まず仮のプラスチックの材料で歯茎部分の土台を作り、その上に歯科用のワックス、つまり蝋をのせます。

その蝋の上に、反対側と噛み合うように1本ずつ人工のプラスチックの歯を並べていきます。

2mm違うだけで見た目が違ってきますし、使い心地に影響してきます。

歯の数が多いとこの作業にとても時間がかかり大変です。
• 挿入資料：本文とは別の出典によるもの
// Copyright (c) 2025 Fabstir
// SPDX-License-Identifier: BUSL-1.1

//! RPC-style HTTP front end for the in-memory engine.
//!
//! Every operation is `POST /v2/vectordb/{group}/{action}` with a JSON body.
//! Success is `{"code": 0, "data": ...}`; failure is
//! `{"code": n, "message": ..., "error": <DbError>}` with an HTTP status
//! derived from the error kind.

use crate::core::config::DbConfig;
use crate::core::error::{DbError, DbResult};
use crate::core::index::IndexParams;
use crate::core::rbac::Grant;
use crate::core::request::{
    CreateCollectionRequest, DeleteRequest, GetRequest, ImportRequest, InsertRequest,
    QueryRequest, SearchRequest,
};
use crate::storage::{InMemoryBackend, StorageBackend};
use axum::{
    body::Bytes,
    extract::{Path, State},
    http::{header::AUTHORIZATION, HeaderMap, HeaderValue, StatusCode},
    response::{IntoResponse, Response},
    routing::{get, post},
    Json, Router,
};
use serde::de::DeserializeOwned;
use serde::{Deserialize, Serialize};
use serde_json::{json, Value};
use std::time::Duration;
use tower::ServiceBuilder;
use tower_http::cors::{AllowOrigin, Any, CorsLayer};
use tower_http::limit::RequestBodyLimitLayer;
use tower_http::trace::TraceLayer;
use tracing::{debug, info};

#[derive(Clone, Debug, Serialize, Deserialize)]
pub struct ApiConfig {
    pub host: String,
    pub port: u16,
    pub max_request_size: usize,
    #[serde(with = "crate::core::config::duration_millis")]
    pub timeout: Duration,
    pub cors_origins: Vec<String>,
    /// Bearer token accepted as root, in addition to `user:password`.
    #[serde(default)]
    pub api_key: Option<String>,
    #[serde(default)]
    pub db: DbConfig,
}

impl Default for ApiConfig {
    fn default() -> Self {
        Self {
            host: "127.0.0.1".to_string(),
            port: 19530,
            max_request_size: 10 * 1024 * 1024, // 10MB
            timeout: Duration::from_secs(30),
            cors_origins: vec!["*".to_string()],
            api_key: None,
            db: DbConfig::default(),
        }
    }
}

impl ApiConfig {
    /// Read `VECTOR_DB_*` overrides on top of the defaults.
    pub fn from_env() -> Self {
        let defaults = Self::default();
        Self {
            host: std::env::var("VECTOR_DB_HOST").unwrap_or(defaults.host),
            port: std::env::var("VECTOR_DB_PORT")
                .ok()
                .and_then(|p| p.parse().ok())
                .unwrap_or(defaults.port),
            max_request_size: std::env::var("VECTOR_DB_MAX_REQUEST_SIZE")
                .ok()
                .and_then(|s| s.parse().ok())
                .unwrap_or(defaults.max_request_size),
            timeout: std::env::var("VECTOR_DB_TIMEOUT_SECS")
                .ok()
                .and_then(|s| s.parse().ok())
                .map(Duration::from_secs)
                .unwrap_or(defaults.timeout),
            cors_origins: std::env::var("VECTOR_DB_CORS_ORIGINS")
                .ok()
                .map(|origins| origins.split(',').map(|s| s.trim().to_string()).collect())
                .unwrap_or(defaults.cors_origins),
            api_key: std::env::var("VECTOR_DB_API_KEY").ok(),
            db: DbConfig::from_env(),
        }
    }
}

#[derive(Clone)]
pub struct AppState {
    pub backend: InMemoryBackend,
    pub api_key: Option<String>,
    pub timeout: Duration,
}

#[derive(Debug, Serialize, Deserialize)]
pub struct HealthResponse {
    pub status: String,
    pub version: String,
    pub collections: usize,
}

// Error handling
#[derive(Debug, Serialize)]
pub struct ErrorResponse {
    pub code: u16,
    pub message: String,
    pub error: DbError,
    #[serde(skip)]
    pub status_code: StatusCode,
}

/// HTTP status for an error kind.
pub fn status_for(error: &DbError) -> StatusCode {
    match error {
        DbError::UnknownCollection(_) | DbError::NotFound(_) => StatusCode::NOT_FOUND,
        DbError::AlreadyExists(_)
        | DbError::NotLoaded(_)
        | DbError::InvalidState(_)
        | DbError::Closed(_) => StatusCode::CONFLICT,
        DbError::PermissionDenied(_) => StatusCode::FORBIDDEN,
        DbError::Unavailable(_) => StatusCode::SERVICE_UNAVAILABLE,
        DbError::Internal(_) => StatusCode::INTERNAL_SERVER_ERROR,
        _ => StatusCode::BAD_REQUEST,
    }
}

impl From<DbError> for ErrorResponse {
    fn from(error: DbError) -> Self {
        Self {
            code: error.code(),
            message: error.to_string(),
            status_code: status_for(&error),
            error,
        }
    }
}

impl IntoResponse for ErrorResponse {
    fn into_response(self) -> Response {
        (self.status_code, Json(self)).into_response()
    }
}

pub async fn create_app(config: ApiConfig) -> Result<Router, anyhow::Error> {
    anyhow::ensure!(config.db.is_valid(), "invalid database configuration: {:?}", config.db);
    let backend = InMemoryBackend::new(config.db.clone());
    Ok(create_app_with_backend(&config, backend))
}

/// Build the router around an existing engine, e.g. one sharing an object
/// store with the caller.
pub fn create_app_with_backend(config: &ApiConfig, backend: InMemoryBackend) -> Router {
    let state = AppState {
        backend,
        api_key: config.api_key.clone(),
        timeout: config.timeout,
    };

    Router::new()
        .route("/health", get(health_handler))
        .route("/v2/vectordb/:group/:action", post(dispatch))
        .layer(
            ServiceBuilder::new()
                .layer(TraceLayer::new_for_http())
                .layer(cors_layer(&config.cors_origins))
                .map_response(IntoResponse::into_response)
                .layer(RequestBodyLimitLayer::new(config.max_request_size)),
        )
        .with_state(state)
}

fn cors_layer(origins: &[String]) -> CorsLayer {
    let allow_origin = if origins.iter().any(|o| o == "*") {
        AllowOrigin::any()
    } else {
        AllowOrigin::list(origins.iter().filter_map(|o| HeaderValue::from_str(o).ok()))
    };
    CorsLayer::new()
        .allow_origin(allow_origin)
        .allow_methods(Any)
        .allow_headers(Any)
}

async fn health_handler(State(state): State<AppState>) -> Result<Json<HealthResponse>, ErrorResponse> {
    let collections = state.backend.list_collections().await?.len();
    Ok(Json(HealthResponse {
        status: "healthy".to_string(),
        version: env!("CARGO_PKG_VERSION").to_string(),
        collections,
    }))
}

async fn session(state: &AppState, headers: &HeaderMap) -> DbResult<InMemoryBackend> {
    if !state.backend.config().authorization_enabled {
        return Ok(state.backend.clone());
    }
    let token = headers
        .get(AUTHORIZATION)
        .and_then(|v| v.to_str().ok())
        .and_then(|v| v.strip_prefix("Bearer "))
        .ok_or_else(|| DbError::PermissionDenied("missing bearer token".to_string()))?;
    if state.api_key.as_deref() == Some(token) {
        return Ok(state.backend.clone());
    }
    let (user, password) = token.split_once(':').ok_or_else(|| {
        DbError::PermissionDenied("bearer token must be 'user:password' or the API key".to_string())
    })?;
    state.backend.authenticate(user, password).await
}

async fn dispatch(
    State(state): State<AppState>,
    Path((group, action)): Path<(String, String)>,
    headers: HeaderMap,
    body: Bytes,
) -> Result<Json<Value>, ErrorResponse> {
    let body: Value = if body.is_empty() {
        json!({})
    } else {
        serde_json::from_slice(&body).map_err(DbError::from)?
    };
    let backend = session(&state, &headers).await?;

    let data = tokio::time::timeout(state.timeout, route(&backend, &group, &action, body))
        .await
        .map_err(|_| DbError::Unavailable(format!("{}/{} timed out", group, action)))?;
    match data {
        Ok(data) => {
            debug!("{}/{} ok", group, action);
            Ok(Json(json!({"code": 0, "data": data})))
        }
        Err(e) => {
            debug!("{}/{} failed: {}", group, action, e);
            Err(e.into())
        }
    }
}

/// Plain string arguments shared by most actions.
#[derive(Debug, Default, Deserialize)]
#[serde(default)]
struct Args {
    collection_name: Option<String>,
    partition_name: Option<String>,
    partition_names: Vec<String>,
    index_name: Option<String>,
    alias: Option<String>,
    user_name: Option<String>,
    role_name: Option<String>,
    password: Option<String>,
    old_password: Option<String>,
    new_password: Option<String>,
    job_id: Option<String>,
}

fn required<'a>(value: &'a Option<String>, key: &str) -> DbResult<&'a str> {
    value
        .as_deref()
        .ok_or_else(|| DbError::Validation(format!("missing '{}' in request body", key)))
}

fn field<T: DeserializeOwned>(body: &Value, key: &str) -> DbResult<T> {
    let value = body
        .get(key)
        .cloned()
        .ok_or_else(|| DbError::Validation(format!("missing '{}' in request body", key)))?;
    Ok(serde_json::from_value(value)?)
}

fn parse<T: DeserializeOwned>(body: Value) -> DbResult<T> {
    Ok(serde_json::from_value(body)?)
}

fn to_data<T: Serialize>(value: T) -> DbResult<Value> {
    serde_json::to_value(value).map_err(|e| DbError::Internal(format!("encoding response: {}", e)))
}

async fn route(backend: &InMemoryBackend, group: &str, action: &str, body: Value) -> DbResult<Value> {
    let args: Args = serde_json::from_value(body.clone())?;
    let collection = || required(&args.collection_name, "collection_name");
    let partition = || required(&args.partition_name, "partition_name");
    let index = || required(&args.index_name, "index_name");
    let alias = || required(&args.alias, "alias");
    let user = || required(&args.user_name, "user_name");
    let role = || required(&args.role_name, "role_name");

    match (group, action) {
        ("collections", "create") => {
            let request: CreateCollectionRequest = parse(body)?;
            info!("REST create collection {}", request.collection_name);
            to_data(backend.create_collection(request).await?)
        }
        ("collections", "drop") => to_data(backend.drop_collection(collection()?).await?),
        ("collections", "has") => to_data(backend.has_collection(collection()?).await?),
        ("collections", "list") => to_data(backend.list_collections().await?),
        ("collections", "describe") => to_data(backend.describe_collection(collection()?).await?),
        ("collections", "load") => to_data(backend.load_collection(collection()?).await?),
        ("collections", "release") => to_data(backend.release_collection(collection()?).await?),
        ("collections", "get_load_state") => to_data(
            backend
                .get_load_state(collection()?, args.partition_name.as_deref())
                .await?,
        ),
        ("collections", "get_load_progress") => {
            to_data(backend.loading_progress(collection()?).await?)
        }
        ("collections", "flush") => to_data(backend.flush(collection()?).await?),

        ("partitions", "create") => {
            to_data(backend.create_partition(collection()?, partition()?).await?)
        }
        ("partitions", "drop") => to_data(backend.drop_partition(collection()?, partition()?).await?),
        ("partitions", "has") => to_data(backend.has_partition(collection()?, partition()?).await?),
        ("partitions", "list") => to_data(backend.list_partitions(collection()?).await?),
        ("partitions", "load") => {
            to_data(backend.load_partitions(collection()?, &args.partition_names).await?)
        }
        ("partitions", "release") => {
            to_data(backend.release_partitions(collection()?, &args.partition_names).await?)
        }

        ("indexes", "create") => {
            let params: IndexParams = field(&body, "index_params")?;
            to_data(backend.create_index(collection()?, params).await?)
        }
        ("indexes", "describe") => to_data(backend.describe_index(collection()?, index()?).await?),
        ("indexes", "list") => to_data(backend.list_indexes(collection()?).await?),
        ("indexes", "drop") => to_data(backend.drop_index(collection()?, index()?).await?),

        ("aliases", "create") => to_data(backend.create_alias(collection()?, alias()?).await?),
        ("aliases", "drop") => to_data(backend.drop_alias(alias()?).await?),
        ("aliases", "alter") => to_data(backend.alter_alias(collection()?, alias()?).await?),
        ("aliases", "describe") => to_data(backend.describe_alias(alias()?).await?),
        ("aliases", "list") => to_data(backend.list_aliases(collection()?).await?),

        ("entities", "insert") => to_data(backend.insert(parse::<InsertRequest>(body)?).await?),
        ("entities", "upsert") => to_data(backend.upsert(parse::<InsertRequest>(body)?).await?),
        ("entities", "delete") => to_data(backend.delete(parse::<DeleteRequest>(body)?).await?),
        ("entities", "search") => to_data(backend.search(parse::<SearchRequest>(body)?).await?),
        ("entities", "query") => to_data(backend.query(parse::<QueryRequest>(body)?).await?),
        ("entities", "get") => to_data(backend.get(parse::<GetRequest>(body)?).await?),

        ("users", "create") => {
            to_data(backend.create_user(user()?, required(&args.password, "password")?).await?)
        }
        ("users", "drop") => to_data(backend.drop_user(user()?).await?),
        ("users", "update_password") => to_data(
            backend
                .update_password(
                    user()?,
                    required(&args.old_password, "old_password")?,
                    required(&args.new_password, "new_password")?,
                )
                .await?,
        ),
        ("users", "list") => to_data(backend.list_users().await?),
        ("users", "describe") => to_data(backend.describe_user(user()?).await?),
        ("users", "grant_role") => to_data(backend.grant_role(user()?, role()?).await?),
        ("users", "revoke_role") => to_data(backend.revoke_role(user()?, role()?).await?),

        ("roles", "create") => to_data(backend.create_role(role()?).await?),
        ("roles", "drop") => to_data(backend.drop_role(role()?).await?),
        ("roles", "list") => to_data(backend.list_roles().await?),
        ("roles", "describe") => to_data(backend.describe_role(role()?).await?),
        ("roles", "grant_privilege") => {
            let grant: Grant = field(&body, "grant")?;
            to_data(backend.grant_privilege(role()?, grant).await?)
        }
        ("roles", "revoke_privilege") => {
            let grant: Grant = field(&body, "grant")?;
            to_data(backend.revoke_privilege(role()?, grant).await?)
        }

        ("jobs", "create_import") => {
            to_data(backend.create_import_job(parse::<ImportRequest>(body)?).await?)
        }
        ("jobs", "get_import_progress") => {
            to_data(backend.get_import_progress(required(&args.job_id, "job_id")?).await?)
        }
        ("jobs", "list_import") => {
            to_data(backend.list_import_jobs(args.collection_name.as_deref()).await?)
        }

        _ => Err(DbError::UnsupportedOperation(format!(
            "unknown endpoint '{}/{}'",
            group, action
        ))),
    }
}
技工士さんもたくさんの仕事を抱えているので、この作業に1週間程度かかります。

 

歯を並べ終わったら咬合器上で噛み合わせを確認し、一旦歯科医師のもとに返ってきます。

この「仮の入れ歯」を試しに患者さんのお口に入れてみて、実際の噛み合わせが咬合器の噛み合わせと違っていないか、見た目はどうか、などを確認します。

 

試し入れをして問題なければいよいよ完成に進みます!

 

入れ歯の完成

仮の入れ歯をまた技工士さんにお返しして、完成品にしてもらいます。

 

人工歯はそのままに、仮のプラスチックの土台とワックス部分をピンク色のプラスチックに置き換えます。

ピンク色のプラスチックに置き換えたら、噛み合わせを整え(置き換える作業で微妙に噛み合わせがずれるのでそれを修正します)、ピカピカに研磨して、ようやく完成です!!

 

技工士さんの作業部分をまとめた動画を見つけたので貼らせていただきました↓

www.youtube.com

 

これは総入れ歯の工程なので金属はないですが、歯を並べてから研磨までの作業の流れが短くまとめられています。

 

ワックス→プラスチックに置き換えるところについて簡単に解説しますと、蝋でできた仮の入れ歯を石膏に埋めることで、仮の入れ歯の形を石膏で「型取り」する、要は「鋳型」を作り、そこにピンクのプラスチックを流し込むということです。

この作業はお湯で温める時間が長いので、試し入れ→完成にも1週間程度かかります。

 

まとめ 

入れ歯が出来上がるまでには上記のステップが欠かせず、歯医者と技工士さんたちが1つ1つ愛情こめて作っています!

 

私も大学にいた頃は技工士さんが行う工程も自分でやることがありましたが、自分で作った入れ歯は自分の「作品」なので、自分の子供を嫁に出すような感覚です(経験ないけど)。

 

みなさんの入れ歯に対する理解が深まることで、愛着を持って大切に使っていただけたら嬉しいです。